== Segment start ==

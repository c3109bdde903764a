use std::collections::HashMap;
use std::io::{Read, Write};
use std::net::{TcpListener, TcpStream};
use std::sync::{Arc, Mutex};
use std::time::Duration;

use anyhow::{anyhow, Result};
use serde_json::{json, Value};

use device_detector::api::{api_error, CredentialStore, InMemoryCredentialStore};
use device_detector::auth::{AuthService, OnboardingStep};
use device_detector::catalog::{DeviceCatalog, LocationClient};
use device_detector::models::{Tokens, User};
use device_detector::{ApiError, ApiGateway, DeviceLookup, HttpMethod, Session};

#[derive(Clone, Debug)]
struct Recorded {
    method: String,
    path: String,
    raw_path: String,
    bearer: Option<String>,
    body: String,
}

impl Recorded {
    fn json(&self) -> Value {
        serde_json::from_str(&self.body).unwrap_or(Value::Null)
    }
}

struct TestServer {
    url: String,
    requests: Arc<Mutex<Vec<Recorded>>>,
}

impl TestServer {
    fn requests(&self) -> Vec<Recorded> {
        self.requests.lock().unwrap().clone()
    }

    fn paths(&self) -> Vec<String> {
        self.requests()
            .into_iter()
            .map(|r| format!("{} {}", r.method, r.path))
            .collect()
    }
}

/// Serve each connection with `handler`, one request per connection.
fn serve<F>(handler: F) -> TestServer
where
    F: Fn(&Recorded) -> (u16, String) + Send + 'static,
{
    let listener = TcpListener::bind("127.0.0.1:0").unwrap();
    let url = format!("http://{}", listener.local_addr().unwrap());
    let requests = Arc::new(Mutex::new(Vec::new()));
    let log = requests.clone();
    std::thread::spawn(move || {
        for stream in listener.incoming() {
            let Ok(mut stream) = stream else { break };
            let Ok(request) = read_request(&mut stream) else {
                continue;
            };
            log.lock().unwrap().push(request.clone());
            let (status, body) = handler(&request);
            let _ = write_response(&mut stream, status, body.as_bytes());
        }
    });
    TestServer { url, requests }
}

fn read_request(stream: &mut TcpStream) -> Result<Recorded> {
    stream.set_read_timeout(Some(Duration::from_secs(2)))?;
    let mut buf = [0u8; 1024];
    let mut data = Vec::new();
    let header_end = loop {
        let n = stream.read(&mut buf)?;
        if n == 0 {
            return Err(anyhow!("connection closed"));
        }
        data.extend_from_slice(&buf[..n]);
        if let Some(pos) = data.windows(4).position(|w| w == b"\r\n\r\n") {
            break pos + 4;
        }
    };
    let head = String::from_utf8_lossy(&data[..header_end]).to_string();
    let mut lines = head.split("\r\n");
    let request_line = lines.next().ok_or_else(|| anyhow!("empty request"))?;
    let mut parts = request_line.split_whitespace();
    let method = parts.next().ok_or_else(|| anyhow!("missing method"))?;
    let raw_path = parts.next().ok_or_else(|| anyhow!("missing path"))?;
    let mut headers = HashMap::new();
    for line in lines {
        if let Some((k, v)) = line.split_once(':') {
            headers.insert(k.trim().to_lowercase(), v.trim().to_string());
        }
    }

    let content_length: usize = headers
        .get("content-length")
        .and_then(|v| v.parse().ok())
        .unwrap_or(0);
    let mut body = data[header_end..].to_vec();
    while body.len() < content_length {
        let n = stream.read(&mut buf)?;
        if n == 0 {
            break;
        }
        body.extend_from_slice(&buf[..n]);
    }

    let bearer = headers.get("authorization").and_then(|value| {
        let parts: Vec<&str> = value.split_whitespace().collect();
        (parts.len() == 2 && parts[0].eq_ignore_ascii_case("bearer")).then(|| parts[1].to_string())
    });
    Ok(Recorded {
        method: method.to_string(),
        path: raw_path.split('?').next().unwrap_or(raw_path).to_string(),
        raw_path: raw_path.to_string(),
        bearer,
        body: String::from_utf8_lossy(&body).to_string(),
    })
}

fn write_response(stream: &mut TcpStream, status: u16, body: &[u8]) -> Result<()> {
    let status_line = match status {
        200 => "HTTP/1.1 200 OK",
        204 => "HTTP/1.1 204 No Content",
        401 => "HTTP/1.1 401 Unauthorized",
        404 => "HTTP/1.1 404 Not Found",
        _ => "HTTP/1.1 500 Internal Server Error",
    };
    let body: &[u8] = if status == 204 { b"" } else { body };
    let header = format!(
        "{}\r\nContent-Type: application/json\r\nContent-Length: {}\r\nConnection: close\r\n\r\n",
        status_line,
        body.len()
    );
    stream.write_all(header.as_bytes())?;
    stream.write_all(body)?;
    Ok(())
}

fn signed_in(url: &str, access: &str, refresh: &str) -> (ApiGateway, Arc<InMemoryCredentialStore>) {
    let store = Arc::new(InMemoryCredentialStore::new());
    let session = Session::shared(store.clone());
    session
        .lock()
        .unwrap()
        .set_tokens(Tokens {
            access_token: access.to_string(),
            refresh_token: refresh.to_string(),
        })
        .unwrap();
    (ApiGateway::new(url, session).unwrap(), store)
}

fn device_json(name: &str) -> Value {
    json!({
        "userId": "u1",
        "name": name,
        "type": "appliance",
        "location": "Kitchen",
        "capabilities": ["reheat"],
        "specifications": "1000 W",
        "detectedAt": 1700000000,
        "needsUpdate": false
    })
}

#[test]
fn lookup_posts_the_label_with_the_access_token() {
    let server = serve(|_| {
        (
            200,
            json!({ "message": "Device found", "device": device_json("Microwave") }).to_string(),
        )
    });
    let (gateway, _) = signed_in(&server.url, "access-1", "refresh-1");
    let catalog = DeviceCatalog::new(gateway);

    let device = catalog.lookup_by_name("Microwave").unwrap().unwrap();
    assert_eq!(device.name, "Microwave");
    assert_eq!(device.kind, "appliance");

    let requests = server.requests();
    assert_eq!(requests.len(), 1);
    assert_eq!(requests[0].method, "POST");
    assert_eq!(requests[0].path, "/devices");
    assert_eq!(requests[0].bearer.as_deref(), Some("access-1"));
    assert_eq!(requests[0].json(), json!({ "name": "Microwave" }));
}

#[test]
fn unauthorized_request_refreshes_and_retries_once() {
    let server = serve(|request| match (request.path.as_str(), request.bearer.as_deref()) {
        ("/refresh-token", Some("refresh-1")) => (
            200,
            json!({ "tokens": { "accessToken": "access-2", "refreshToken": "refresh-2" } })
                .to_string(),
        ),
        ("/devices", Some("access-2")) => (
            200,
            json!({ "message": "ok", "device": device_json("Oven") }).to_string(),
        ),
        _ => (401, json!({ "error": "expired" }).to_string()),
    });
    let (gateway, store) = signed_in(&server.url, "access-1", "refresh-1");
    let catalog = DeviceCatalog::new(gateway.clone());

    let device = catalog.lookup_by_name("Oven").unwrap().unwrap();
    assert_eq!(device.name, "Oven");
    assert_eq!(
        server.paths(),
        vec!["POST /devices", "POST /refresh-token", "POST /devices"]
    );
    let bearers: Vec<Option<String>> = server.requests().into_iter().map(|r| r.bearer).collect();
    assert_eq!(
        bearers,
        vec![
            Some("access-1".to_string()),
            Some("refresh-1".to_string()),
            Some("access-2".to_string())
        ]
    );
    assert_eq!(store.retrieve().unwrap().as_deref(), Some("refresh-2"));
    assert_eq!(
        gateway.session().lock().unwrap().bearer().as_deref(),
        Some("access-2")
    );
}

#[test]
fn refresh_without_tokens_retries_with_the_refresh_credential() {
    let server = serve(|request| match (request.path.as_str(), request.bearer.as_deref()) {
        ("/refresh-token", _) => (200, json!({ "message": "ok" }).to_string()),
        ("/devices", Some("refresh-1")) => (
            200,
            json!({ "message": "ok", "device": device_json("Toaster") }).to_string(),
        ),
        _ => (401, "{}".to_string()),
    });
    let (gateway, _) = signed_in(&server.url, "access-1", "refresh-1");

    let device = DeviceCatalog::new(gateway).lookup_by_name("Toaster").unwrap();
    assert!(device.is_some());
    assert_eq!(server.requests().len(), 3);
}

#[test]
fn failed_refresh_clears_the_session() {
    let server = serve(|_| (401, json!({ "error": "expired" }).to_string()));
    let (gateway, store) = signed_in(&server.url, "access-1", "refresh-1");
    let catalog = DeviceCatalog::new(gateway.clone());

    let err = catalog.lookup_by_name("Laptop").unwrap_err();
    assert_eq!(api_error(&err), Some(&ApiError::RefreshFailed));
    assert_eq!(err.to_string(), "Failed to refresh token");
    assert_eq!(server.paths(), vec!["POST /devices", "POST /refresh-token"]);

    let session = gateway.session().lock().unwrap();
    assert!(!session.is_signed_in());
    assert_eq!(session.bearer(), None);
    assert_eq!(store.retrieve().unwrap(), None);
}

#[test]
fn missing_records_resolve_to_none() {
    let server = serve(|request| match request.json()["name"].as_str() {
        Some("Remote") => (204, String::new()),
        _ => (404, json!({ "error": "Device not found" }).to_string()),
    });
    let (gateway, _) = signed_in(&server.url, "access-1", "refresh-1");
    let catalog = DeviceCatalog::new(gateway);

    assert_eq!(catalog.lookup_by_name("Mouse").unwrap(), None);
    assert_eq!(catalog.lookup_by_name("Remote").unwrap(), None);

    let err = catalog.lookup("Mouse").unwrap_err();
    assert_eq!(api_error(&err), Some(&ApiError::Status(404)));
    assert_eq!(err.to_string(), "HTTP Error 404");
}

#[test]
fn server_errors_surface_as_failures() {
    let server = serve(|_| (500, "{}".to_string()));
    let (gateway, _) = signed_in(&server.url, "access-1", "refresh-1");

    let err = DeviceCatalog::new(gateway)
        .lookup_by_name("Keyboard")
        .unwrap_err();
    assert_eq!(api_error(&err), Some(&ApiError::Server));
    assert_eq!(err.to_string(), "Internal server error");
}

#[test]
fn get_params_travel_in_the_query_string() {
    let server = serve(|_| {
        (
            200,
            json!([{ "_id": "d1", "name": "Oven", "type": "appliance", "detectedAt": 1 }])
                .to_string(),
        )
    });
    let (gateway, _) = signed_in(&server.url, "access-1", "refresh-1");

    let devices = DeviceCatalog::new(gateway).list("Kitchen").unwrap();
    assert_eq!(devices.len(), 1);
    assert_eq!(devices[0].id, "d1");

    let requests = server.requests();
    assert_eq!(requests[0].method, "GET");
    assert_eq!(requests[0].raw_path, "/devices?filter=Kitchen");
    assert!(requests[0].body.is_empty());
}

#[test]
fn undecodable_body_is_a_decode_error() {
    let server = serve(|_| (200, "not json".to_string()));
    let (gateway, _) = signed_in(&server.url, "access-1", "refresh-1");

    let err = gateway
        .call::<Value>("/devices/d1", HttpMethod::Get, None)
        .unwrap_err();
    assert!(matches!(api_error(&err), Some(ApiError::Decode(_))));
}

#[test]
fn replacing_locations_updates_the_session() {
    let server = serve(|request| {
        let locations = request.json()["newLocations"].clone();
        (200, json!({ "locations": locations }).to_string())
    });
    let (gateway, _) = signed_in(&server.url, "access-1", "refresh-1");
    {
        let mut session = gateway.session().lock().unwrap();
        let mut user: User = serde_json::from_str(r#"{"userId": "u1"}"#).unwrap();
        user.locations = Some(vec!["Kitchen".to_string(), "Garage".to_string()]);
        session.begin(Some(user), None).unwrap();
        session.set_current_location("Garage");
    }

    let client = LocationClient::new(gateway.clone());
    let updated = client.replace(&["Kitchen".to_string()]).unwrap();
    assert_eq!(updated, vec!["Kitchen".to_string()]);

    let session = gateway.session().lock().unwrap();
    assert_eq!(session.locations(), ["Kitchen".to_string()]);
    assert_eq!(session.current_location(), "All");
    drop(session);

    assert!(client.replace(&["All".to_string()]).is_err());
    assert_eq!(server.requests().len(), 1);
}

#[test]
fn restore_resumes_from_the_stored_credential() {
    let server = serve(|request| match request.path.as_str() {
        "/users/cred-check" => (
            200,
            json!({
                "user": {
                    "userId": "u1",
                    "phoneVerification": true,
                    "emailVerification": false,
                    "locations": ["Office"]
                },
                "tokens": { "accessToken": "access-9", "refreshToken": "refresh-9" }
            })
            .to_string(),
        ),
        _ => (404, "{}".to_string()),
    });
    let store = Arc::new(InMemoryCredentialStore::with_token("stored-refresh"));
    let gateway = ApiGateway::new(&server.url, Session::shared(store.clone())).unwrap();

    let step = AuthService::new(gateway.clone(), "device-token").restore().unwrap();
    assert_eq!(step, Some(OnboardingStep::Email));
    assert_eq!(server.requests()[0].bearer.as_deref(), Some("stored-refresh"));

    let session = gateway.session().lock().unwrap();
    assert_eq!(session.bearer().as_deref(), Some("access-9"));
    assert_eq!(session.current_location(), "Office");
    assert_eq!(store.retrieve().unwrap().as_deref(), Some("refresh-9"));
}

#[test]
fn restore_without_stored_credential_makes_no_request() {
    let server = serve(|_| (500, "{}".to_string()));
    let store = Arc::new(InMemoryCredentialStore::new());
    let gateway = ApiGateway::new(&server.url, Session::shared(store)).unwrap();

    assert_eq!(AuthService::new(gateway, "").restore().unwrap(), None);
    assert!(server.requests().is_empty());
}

== Segment end ==

If a line of the data above contains "parts", copy it out.

    let mut parts = request_line.split_whitespace();
    let method = parts.next().ok_or_else(|| anyhow!("missing method"))?;
    let raw_path = parts.next().ok_or_else(|| anyhow!("missing path"))?;
        let parts: Vec<&str> = value.split_whitespace().collect();
        (parts.len() == 2 && parts[0].eq_ignore_ascii_case("bearer")).then(|| parts[1].to_string())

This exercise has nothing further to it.